I spent this stream making progress on my URL Grabber. Most of the time was spent refactoring. I switched to sending values into instance methods instead of pulling data from instance variables. It makes the tests look nicer. But, I don't like the overhead it adds when using the class (e.g. I'd rather call ua.method() and ua.method(ua.variable)).

I've done very little OOP. I'm not sure what the best practice is. I'm guessing it's to use instance variables directly, since, you know, they're there. I'll do some more looking at that. (I wouldn't be surprised to find a religious war between the two approaches.) In the mean time, I'm going to go back to using the instance variable as local variables inside the methods instead of passing them in. It won't make the test code that much uglier and it'll clean up the main running of the script.

The new code I put in place is to store the data storage JSONs and final output .md files in date specific locations. There's some hard coding, but the script is working.

Next steps:

  • Alphabetize output
  • Setup RegEx patterns to filter out localhost domains, work domains, etc...
  • Move hard coded variables into a config file
  • Make any directories that don't exist when saving outputs (i.e. mkdir -p)
  • Setup a blog post template to put the links in
  • Build the launchd script that triggers the process every ten minutes

And, that should do it for the first version.

Here's the script in it's current state:

archive_urls.py
#!/usr/bin/env python3

import json
import subprocess

from datetime import date

class URLArchiver():

    def __init__(self):
        self.object_data = {}
        self.osascript_string = ""
        self.md_string = ""
        self.md_file_path = ""
        self.json_path = ""

    def build_md_link(self, *, url, title):
        md_link = "- [{}]({})".format(title, url)
        return md_link

    def get_osascript_string(self):
        self.osascript_string = subprocess.run(
            ['osascript', 'tab-parser.scpt'],
            stdout=subprocess.PIPE).stdout.decode('utf-8')

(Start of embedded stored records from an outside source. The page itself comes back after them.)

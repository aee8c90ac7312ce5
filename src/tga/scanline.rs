//! Reordering pixel buffers between the four scan-line orientations.

use alloc::vec::Vec;

use super::header::ScanlineOrder;
use crate::pixel::PixelDepth;

/// Reorder `pixels` from orientation `from` to `to`.
///
/// Returns `None` when the orientations already match. Otherwise every
/// destination pixel `(x, y)` is read from the source with `x` mirrored when
/// the horizontal directions differ and `y` mirrored when the vertical
/// directions differ.
pub(crate) fn reorder(
    pixels: &[u8],
    width: usize,
    height: usize,
    depth: PixelDepth,
    from: ScanlineOrder,
    to: ScanlineOrder,
) -> Option<Vec<u8>> {
    if from == to {
        return None;
    }
    let flip_x = from.is_right_to_left() != to.is_right_to_left();
    let flip_y = from.is_top_down() != to.is_top_down();

    Some(match depth {
        PixelDepth::Bits8 => reorder_px::<1>(pixels, width, height, flip_x, flip_y),
        PixelDepth::Bits16 => reorder_px::<2>(pixels, width, height, flip_x, flip_y),
        PixelDepth::Bits24 => reorder_px::<3>(pixels, width, height, flip_x, flip_y),
        PixelDepth::Bits32 => reorder_px::<4>(pixels, width, height, flip_x, flip_y),
    })
}

fn reorder_px<const N: usize>(
    src: &[u8],
    width: usize,
    height: usize,
    flip_x: bool,
    flip_y: bool,
) -> Vec<u8> {
    let row_bytes = width * N;
    let mut out = Vec::with_capacity(row_bytes * height);
    for y in 0..height {
        let ty = if flip_y { height - 1 - y } else { y };
        let row = &src[ty * row_bytes..(ty + 1) * row_bytes];
        if flip_x {
            let (px, _) = row.as_chunks::<N>();
            for p in px.iter().rev() {
                out.extend_from_slice(p);
            }
        } else {
            out.extend_from_slice(row);
        }
    }
    out
}
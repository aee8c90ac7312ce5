//! TGA image: decoding, orientation and channel conversion, re-encoding.
//!
//! Supported inputs: image types 1-3 (indexed, truecolour, grayscale) and
//! their RLE variants 9-11, 8/16/24/32 bits per pixel, 24/32-bit palettes
//! starting at entry 0. Output is always uncompressed.

mod encode;
mod header;
mod palette;
mod rle;
mod scanline;
mod swap;

pub use header::{
    FOOTER_SIGNATURE, FOOTER_SIZE, HEADER_SIZE, ImageType, ScanlineOrder, TgaFooter, TgaHeader,
};

use alloc::format;
use alloc::vec::Vec;

use enough::Stop;

#[cfg(feature = "rgb")]
use rgb::AsPixels as _;

use crate::error::TgaError;
use crate::limits::Limits;
use crate::pixel::{ChannelOrder, PixelDepth, PixelLayout};

/// A decoded TGA image.
///
/// Owns its header, footer, image ID, pixel buffer and optional palette.
/// A default-constructed `Tga` is empty; the `load*` methods populate it
/// and [`Tga::release`] empties it again. A failed load leaves it empty.
#[derive(Clone, Debug, Default, PartialEq, Eq)]
pub struct Tga {
    loaded: bool,
    header: TgaHeader,
    footer: TgaFooter,
    image_id: Vec<u8>,
    pixels: Vec<u8>,
    palette: Option<Vec<u8>>,
    order: ChannelOrder,
}

impl Tga {
    /// An empty image.
    pub fn new() -> Self {
        Self::default()
    }

    /// Decode TGA file bytes.
    pub fn from_bytes(data: &[u8]) -> Result<Self, TgaError> {
        decode(data, None, &enough::Unstoppable)
    }

    /// Build an image from already-decoded buffers.
    ///
    /// `pixels` must hold exactly `width * height * bytes_per_pixel` bytes.
    /// `palette` must be present exactly when the header declares one, and
    /// hold `palette_len * palette_bits / 8` bytes. The image has no ID
    /// field, so `id_length` is reset to 0.
    pub fn from_parts(
        mut header: TgaHeader,
        pixels: Vec<u8>,
        palette: Option<Vec<u8>>,
    ) -> Result<Self, TgaError> {
        if pixels.is_empty() {
            return Err(TgaError::UnsupportedImage("empty pixel buffer".into()));
        }
        match &palette {
            Some(p) if p.is_empty() => {
                return Err(TgaError::UnsupportedPalette("empty palette buffer".into()));
            }
            Some(p) if !header.has_palette || p.len() != header.palette_size() => {
                return Err(TgaError::UnsupportedPalette(format!(
                    "palette of {} bytes does not match header ({} bytes)",
                    p.len(),
                    header.palette_size()
                )));
            }
            None if header.has_palette => {
                return Err(TgaError::UnsupportedPalette(
                    "header declares a palette but none was given".into(),
                ));
            }
            _ => {}
        }

        header.validate()?;

        let expected = header.image_size().ok_or(TgaError::DimensionsTooLarge {
            width: u32::from(header.width),
            height: u32::from(header.height),
        })?;
        if pixels.len() != expected {
            return Err(TgaError::UnsupportedImage(format!(
                "pixel buffer is {} bytes, header needs {expected}",
                pixels.len()
            )));
        }

        header.id_length = 0;
        Ok(Self {
            loaded: true,
            header,
            footer: TgaFooter::default(),
            image_id: Vec::new(),
            pixels,
            palette,
            order: ChannelOrder::Bgr,
        })
    }

    /// Replace the contents with a decode of `data`.
    pub fn load(&mut self, data: &[u8]) -> Result<(), TgaError> {
        self.release();
        *self = Self::from_bytes(data)?;
        Ok(())
    }

    /// Replace the contents with caller-supplied buffers; see [`Tga::from_parts`].
    pub fn load_parts(
        &mut self,
        header: TgaHeader,
        pixels: Vec<u8>,
        palette: Option<Vec<u8>>,
    ) -> Result<(), TgaError> {
        self.release();
        *self = Self::from_parts(header, pixels, palette)?;
        Ok(())
    }

    /// Drop all buffers and reset header and footer. No-op when empty.
    pub fn release(&mut self) {
        *self = Self::default();
    }

    pub fn is_empty(&self) -> bool {
        !self.loaded
    }

    pub fn header(&self) -> &TgaHeader {
        &self.header
    }

    pub fn footer(&self) -> &TgaFooter {
        &self.footer
    }

    pub fn width(&self) -> u16 {
        self.header.width
    }

    pub fn height(&self) -> u16 {
        self.header.height
    }

    pub fn pixel_bits(&self) -> u8 {
        self.header.pixel_bits
    }

    pub fn palette_bits(&self) -> u8 {
        self.header.palette_bits
    }

    /// Number of palette entries declared by the header.
    pub fn palette_len(&self) -> u16 {
        self.header.palette_len
    }

    pub fn pixels(&self) -> &[u8] {
        &self.pixels
    }

    pub fn image_size(&self) -> usize {
        self.pixels.len()
    }

    pub fn palette(&self) -> Option<&[u8]> {
        self.palette.as_deref()
    }

    pub fn palette_size(&self) -> usize {
        self.palette.as_ref().map_or(0, Vec::len)
    }

    /// Image ID field bytes carried between header and palette.
    pub fn image_id(&self) -> &[u8] {
        &self.image_id
    }

    pub fn orientation(&self) -> ScanlineOrder {
        self.header.orientation()
    }

    pub fn channel_order(&self) -> ChannelOrder {
        self.order
    }

    /// Memory layout of [`Tga::pixels`].
    pub fn layout(&self) -> PixelLayout {
        layout_for(&self.header, self.order)
    }

    /// Footer extension-area offset written by the encoder.
    pub fn set_extension_offset(&mut self, offset: u32) {
        self.footer.extension_offset = offset;
    }

    /// Footer developer-directory offset written by the encoder.
    pub fn set_developer_offset(&mut self, offset: u32) {
        self.footer.developer_offset = offset;
    }

    /// Toggle BGR(A) and RGB(A) order in the palette and pixel buffers.
    ///
    /// Index buffers are left alone. Calling this twice restores the
    /// original bytes.
    pub fn swap_channels(&mut self) -> Result<(), TgaError> {
        self.require_loaded()?;
        if let Some(palette) = self.palette.as_mut() {
            swap::swap_palette(palette, usize::from(self.header.palette_bits >> 3));
        }
        let indexed = self.header.kind().is_some_and(ImageType::is_indexed);
        if let Some(depth) = self.header.depth().filter(|_| !indexed) {
            swap::swap_pixels(&mut self.pixels, depth);
        }
        self.order = self.order.toggled();
        Ok(())
    }

    /// Reorder the pixel buffer to the given scan-line orientation and
    /// record it in the header descriptor.
    pub fn set_orientation(&mut self, target: ScanlineOrder) -> Result<(), TgaError> {
        self.require_loaded()?;
        let depth = self.depth()?;
        if let Some(pixels) = scanline::reorder(
            &self.pixels,
            usize::from(self.header.width),
            usize::from(self.header.height),
            depth,
            self.header.orientation(),
            target,
        ) {
            self.pixels = pixels;
        }
        self.header.set_orientation(target);
        Ok(())
    }

    /// Encode as an uncompressed TGA file with a footer.
    pub fn encode_tga(&self) -> Result<Vec<u8>, TgaError> {
        self.require_loaded()?;
        Ok(encode::encode_tga(
            &self.header,
            &self.image_id,
            self.palette.as_deref(),
            &self.pixels,
            &self.footer,
        ))
    }

    /// Encode as a BMP file.
    ///
    /// Reorders this image to [`ScanlineOrder::LeftRightDownUp`] first, which
    /// is BMP's bottom-up row order. Rows are not padded to 4 bytes. On error
    /// the image is unchanged.
    pub fn encode_bmp(&mut self) -> Result<Vec<u8>, TgaError> {
        self.require_loaded()?;
        crate::bmp::file_size(&self.header, self.palette.as_deref(), self.pixels.len())?;
        self.set_orientation(ScanlineOrder::LeftRightDownUp)?;
        crate::bmp::encode_bmp(&self.header, self.palette.as_deref(), &self.pixels)
    }

    /// Read and decode a TGA file.
    #[cfg(feature = "std")]
    pub fn open(path: impl AsRef<std::path::Path>) -> Result<Self, TgaError> {
        let data = std::fs::read(path).map_err(TgaError::Open)?;
        Self::from_bytes(&data)
    }

    /// Write [`Tga::encode_tga`] output to a file.
    #[cfg(feature = "std")]
    pub fn save(&self, path: impl AsRef<std::path::Path>) -> Result<(), TgaError> {
        let out = self.encode_tga()?;
        std::fs::write(path, out).map_err(TgaError::Output)
    }

    /// Write [`Tga::encode_bmp`] output to a file.
    #[cfg(feature = "std")]
    pub fn save_bmp(&mut self, path: impl AsRef<std::path::Path>) -> Result<(), TgaError> {
        let out = self.encode_bmp()?;
        std::fs::write(path, out).map_err(TgaError::Output)
    }

    /// Reinterpret pixel data as a typed pixel slice.
    ///
    /// Returns [`TgaError::UnsupportedImage`] if the layout doesn't match `P`.
    #[cfg(feature = "rgb")]
    pub fn as_pixels<P: crate::TgaPixel>(&self) -> Result<&[P], TgaError>
    where
        [u8]: rgb::AsPixels<P>,
    {
        if self.layout() != P::layout() {
            return Err(TgaError::UnsupportedImage(format!(
                "layout is {:?}, requested {:?}",
                self.layout(),
                P::layout()
            )));
        }
        Ok(self.pixels().as_pixels())
    }

    /// Zero-copy view as an [`imgref::ImgRef`] of typed pixels.
    #[cfg(feature = "imgref")]
    pub fn as_imgref<P: crate::TgaPixel>(&self) -> Result<imgref::ImgRef<'_, P>, TgaError>
    where
        [u8]: rgb::AsPixels<P>,
    {
        let pixels: &[P] = self.as_pixels()?;
        Ok(imgref::ImgRef::new(
            pixels,
            usize::from(self.header.width),
            usize::from(self.header.height),
        ))
    }

    /// Copy into an [`imgref::ImgVec`] of typed pixels.
    #[cfg(feature = "imgref")]
    pub fn to_imgvec<P: crate::TgaPixel>(&self) -> Result<imgref::ImgVec<P>, TgaError>
    where
        [u8]: rgb::AsPixels<P>,
    {
        let pixels: &[P] = self.as_pixels()?;
        Ok(imgref::ImgVec::new(
            pixels.to_vec(),
            usize::from(self.header.width),
            usize::from(self.header.height),
        ))
    }

    fn require_loaded(&self) -> Result<(), TgaError> {
        if self.loaded {
            Ok(())
        } else {
            Err(TgaError::UnsupportedImage("no image loaded".into()))
        }
    }

    fn depth(&self) -> Result<PixelDepth, TgaError> {
        self.header.depth().ok_or_else(|| {
            TgaError::UnsupportedHeader(format!("{} bits per pixel", self.header.pixel_bits))
        })
    }
}

/// Pixel layout implied by a header and channel order.
///
/// Indexed images with 24- or 32-bit indices have no index layout and
/// report the byte layout of their depth.
pub(crate) fn layout_for(header: &TgaHeader, order: ChannelOrder) -> PixelLayout {
    let indexed = header.kind().is_some_and(ImageType::is_indexed);
    let rgb = order == ChannelOrder::Rgb && !indexed;
    match header.depth() {
        Some(PixelDepth::Bits8) | None if indexed => PixelLayout::Indexed8,
        Some(PixelDepth::Bits16) if indexed => PixelLayout::Indexed16,
        Some(PixelDepth::Bits8) | None => PixelLayout::Gray8,
        Some(PixelDepth::Bits16) if rgb => PixelLayout::Rgba5551,
        Some(PixelDepth::Bits16) => PixelLayout::Bgra5551,
        Some(PixelDepth::Bits24) if rgb => PixelLayout::Rgb8,
        Some(PixelDepth::Bits24) => PixelLayout::Bgr8,
        Some(PixelDepth::Bits32) if rgb => PixelLayout::Rgba8,
        Some(PixelDepth::Bits32) => PixelLayout::Bgra8,
    }
}

/// Full decode: header, sizes, palette, image data, footer.
pub(crate) fn decode(
    data: &[u8],
    limits: Option<&Limits>,
    stop: &dyn Stop,
) -> Result<Tga, TgaError> {
    let header = TgaHeader::parse(data)?;
    let width = u32::from(header.width);
    let height = u32::from(header.height);
    if let Some(limits) = limits {
        limits.check(&header)?;
    }

    let kind = header
        .kind()
        .ok_or_else(|| TgaError::UnsupportedHeader(format!("image type {}", header.image_type)))?;
    let image_size = header
        .image_size()
        .ok_or(TgaError::DimensionsTooLarge { width, height })?;
    let palette_size = header.palette_size();
    stop.check()?;

    let id_end = HEADER_SIZE + usize::from(header.id_length);
    let image_id = data
        .get(HEADER_SIZE..id_end)
        .ok_or_else(|| TgaError::UnsupportedHeader("truncated image ID field".into()))?
        .to_vec();

    let palette = match palette::read(data, &header)? {
        Some(p) => Some(p),
        None if header.has_palette => Some(alloc_zeroed(palette_size)?),
        None => None,
    };

    let data_start = id_end + palette_size;
    let src = data.get(data_start..).ok_or_else(|| {
        TgaError::UnsupportedImage(format!(
            "image data starts at {data_start}, input is {} bytes",
            data.len()
        ))
    })?;

    let mut pixels = alloc_zeroed(image_size)?;
    let consumed = if kind.is_rle() {
        let bpp = usize::from(header.pixel_bits >> 3);
        rle::decode(&mut pixels, src, bpp, stop)?
    } else {
        let raw = src.get(..image_size).ok_or_else(|| {
            TgaError::UnsupportedImage(format!(
                "need {image_size} bytes of image data, got {}",
                src.len()
            ))
        })?;
        pixels.copy_from_slice(raw);
        image_size
    };

    let footer = if src.len() - consumed >= FOOTER_SIZE {
        let tail: &[u8; FOOTER_SIZE] = data[data.len() - FOOTER_SIZE..]
            .try_into()
            .map_err(|_| TgaError::UnsupportedImage("footer slice".into()))?;
        TgaFooter::from_bytes(tail)
    } else {
        TgaFooter::default()
    };

    log::debug!(
        "tga: decoded {width}x{height} type {} {} bpp, palette {} bytes, footer {}",
        header.image_type,
        header.pixel_bits,
        palette_size,
        footer.has_signature()
    );

    Ok(Tga {
        loaded: true,
        header,
        footer,
        image_id,
        pixels,
        palette,
        order: ChannelOrder::Bgr,
    })
}

fn alloc_zeroed(len: usize) -> Result<Vec<u8>, TgaError> {
    let mut buf = Vec::new();
    buf.try_reserve_exact(len)
        .map_err(|_| TgaError::Allocation(format!("{len} bytes")))?;
    buf.resize(len, 0);
    Ok(buf)
}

    def load_json_from_path(self, *, json_path):
        try:
            with open(json_path, 'r') as json_file:
                self.object_data = json.load(json_file)
        except:
            self.object_data = {}

    def make_md_from_object_data_v2(self, *, object_data):
        for item in object_data:
            self.md_string += "{}\n".format(
                self.build_md_link(url=item, title=object_data[item])
            )

    def save_json(self):
        with open(self.json_path, 'w', encoding='utf-8') as output_json:
            json.dump(self.object_data, output_json, ensure_ascii=False, indent=4)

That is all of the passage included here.